The true role of donor-specific human leukocyte antigen (HLA) antibody (DSA) response to a solid allograft is not fully understood . Recently, new serum-screening assays (mainly based in the luminex technology) have strongly increased and defined the detection and specificity analysis of DSA in allosensitized patients in waiting list of transplantation or in transplanted recipients. HLA antibodies are usually epitope-specific and not antigen-specific. Recipients who lost a allograft develop cross-reactive (CREG) antibody patterns that are specific for the HLA molecules that usually share the organ donors mismatched epitopes or eplets. In general, the involved eplets or epitopes are easily visible on the top of the HLA molecules adjacent to the bound peptide. Immunizing antigens have mismatched eplets that can form antibody-reactive epitopes with self-configurations on the molecular surface.

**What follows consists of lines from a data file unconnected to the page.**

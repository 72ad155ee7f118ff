//! Text helpers for display: HTML conversion, quote stripping, snippets
//! and dates.

use chrono::{DateTime, Utc};

use crate::error::Result;

/// Converts an HTML body to readable text (Markdown-flavoured).
///
/// # Errors
///
/// Returns an error if the converter rejects the document; callers
/// usually fall back to [`strip_tags`].
pub fn html_to_text(html: &str) -> Result<String> {
    let text = htmd::convert(html)?;
    Ok(text.trim().to_string())
}

/// Crude tag removal with the common entities decoded.
///
/// `<script>` and `<style>` contents are dropped.
#[must_use]
pub fn strip_tags(html: &str) -> String {
    let mut out = String::with_capacity(html.len());
    let mut rest = html;
    while let Some(open) = rest.find('<') {
        out.push_str(&rest[..open]);
        let after = &rest[open..];
        let Some(close) = after.find('>') else {
            rest = "";
            break;
        };
        let tag = after[1..close].trim().to_ascii_lowercase();
        rest = &after[close + 1..];
        for skipped in ["script", "style"] {
            if tag == skipped || tag.starts_with(&format!("{skipped} ")) {
                let end = format!("</{skipped}");
                rest = find_ignore_case(rest, &end).map_or("", move |i| {
                    let tail = &rest[i..];
                    tail.find('>').map_or("", |gt| &tail[gt + 1..])
                });
            }
        }
        if matches!(tag.as_str(), "br" | "br/" | "br /" | "/p" | "/div" | "/li" | "/tr") {
            out.push('\n');
        }
    }
    out.push_str(rest);
    decode_entities(&out)
        .lines()
        .map(str::trim)
        .collect::<Vec<_>>()
        .join("\n")
        .trim()
        .to_string()
}

fn find_ignore_case(haystack: &str, needle: &str) -> Option<usize> {
    haystack.to_ascii_lowercase().find(needle)
}

fn decode_entities(s: &str) -> String {
    s.replace("&nbsp;", " ")
        .replace("&lt;", "<")
        .replace("&gt;", ">")
        .replace("&quot;", "\"")
        .replace("&#39;", "'")
        .replace("&apos;", "'")
        .replace("&amp;", "&")
}

/// Removes quoted reply text.
///
/// The quoted block starts at the first line holding an `<local@domain>`
/// address (the `On ... <a@b> wrote:` attribution); the cut backs up over
/// the attribution's preceding lines to the previous blank line. Remaining
/// `>`-prefixed lines are dropped too.
#[must_use]
pub fn strip_quotes(text: &str) -> String {
    let lines: Vec<&str> = text.lines().collect();
    let cut = lines
        .iter()
        .position(|line| has_bracketed_address(line))
        .map_or(lines.len(), |idx| {
            lines[..idx]
                .iter()
                .rposition(|line| line.trim().is_empty())
                .map_or(idx, |blank| blank + 1)
        });

    let kept: Vec<&str> = lines[..cut]
        .iter()
        .copied()
        .filter(|line| !line.trim_start().starts_with('>'))
        .collect();
    kept.join("\n").trim_end().to_string()
}

fn has_bracketed_address(line: &str) -> bool {
    let mut rest = line;
    while let Some(open) = rest.find('<') {
        let tail = &rest[open + 1..];
        let Some(close) = tail.find('>') else {
            return false;
        };
        let inner = &tail[..close];
        if let Some((local, domain)) = inner.split_once('@') {
            if !local.is_empty()
                && domain.contains('.')
                && !domain.starts_with('.')
                && !domain.ends_with('.')
                && !inner.contains(char::is_whitespace)
            {
                return true;
            }
        }
        rest = &tail[close + 1..];
    }
    false
}

/// Collapses whitespace and truncates to `max_chars` characters, appending
/// `...` when anything was cut.
#[must_use]
pub fn snippet(text: &str, max_chars: usize) -> String {
    let collapsed = text.split_whitespace().collect::<Vec<_>>().join(" ");
    if collapsed.chars().count() <= max_chars {
        return collapsed;
    }
    let mut cut: String = collapsed.chars().take(max_chars).collect();
    cut.truncate(cut.trim_end().len());
    cut.push_str("...");
    cut
}

/// Parses a `Date` header into UTC.
///
/// Trailing comments such as `(PST)` are ignored, as is a missing weekday.
#[must_use]
pub fn parse_date(value: &str) -> Option<DateTime<Utc>> {
    let mut value = value.trim();
    if let Some(open) = value.rfind('(') {
        if value.ends_with(')') {
            value = value[..open].trim_end();
        }
    }
    if value.is_empty() {
        return None;
    }
    DateTime::parse_from_rfc2822(value)
        .or_else(|_| DateTime::parse_from_str(value, "%d %b %Y %H:%M:%S %z"))
        .or_else(|_| DateTime::parse_from_str(value, "%a, %d %b %Y %H:%M %z"))
        .ok()
        .map(|dt| dt.with_timezone(&Utc))
}

/// Parses an IMAP `INTERNALDATE` (`02-Mar-2024 09:15:00 +0000`) into UTC.
#[must_use]
pub fn parse_internal_date(value: &str) -> Option<DateTime<Utc>> {
    let value = value.trim();
    // Day may be space-padded: " 2-Mar-2024".
    let padded = if value.find('-') == Some(1) {
        format!("0{value}")
    } else {
        value.to_string()
    };
    DateTime::parse_from_str(&padded, "%d-%b-%Y %H:%M:%S %z")
        .ok()
        .map(|dt| dt.with_timezone(&Utc))
}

The main problem is to assign as positive all those antigens showing some CREG reactivity with all mismatched antigens and clarify their role with respect to clinical significance, permitting that the transplant staff member's on-call can completely be sure of discard or accept a patient in waiting list of transplant as candidate recipient. The accurate assumption of determined and prohibited antigens and permitted antigens will get to stratify the risk of antibody-mediated rejection (AMR) and transplant outcome. In addition to this, luminex median fluorescence intensity (MFI) levels are playing a very important role to prevent and treat humoral rejection episodes in pre- and post-transplantation, respectively [2,3]. However, it is important to take into account that the solid phase HLA antibody detection assays were not originally designed to provide quantifiable data and the results of this determination should be taken with precaution.
In this sense, the differential immunogenicity of HLA epitopes and their cross-reactivity complicates the exact determination of the true risk of complications after solid organ transplantation. The problems of the HLA cross-reactivity, the shared molecular eplets and the establishment of an exact limit of cut-off point in luminex technology are seen in almost all HLA class I and class II loci, as reported [2-6].
Finally, the union of cellular (i.e. ELIspot, cross-matching, flow cytometry, cytotoxic precursors frequency, regulatory cells evaluation, between others), serological (i.e. definition of fixing complement capability of DSA, type of immunoglobulin subclasses, soluble molecules and cytokine profiles, definition of other non-HLA alloantigens, between other ), molecular (i.e. definition of molecular epitopes and eplets, high resolution typing, and expression assays, between others ) and clinical (i.e. incorporation of parameters of organ function, serum creatinine or C4d deposits, between others) informative assays can help to clear and define these facts in the future [1-7]. However, majority of these criteria are based on consensus of transplant experts and are without strong evidence behind them in any case. This is due to lack of objective criteria or biomarkers of rupture of immune tolerance to distinguish an immune responsive recipient and a non-responsive recipient. There seems to be light at the end of tunnel with hope of ability to appropriately discern the suitable biomarkers, with optimal utilization of donor organs, which are already in real scarcity. More and, retrospective and prospective data are needed with well-discussed and well-designed studies to define whether these immune tolerance biomarkers would be useful in accurate prediction of organ function outcome after transplantation.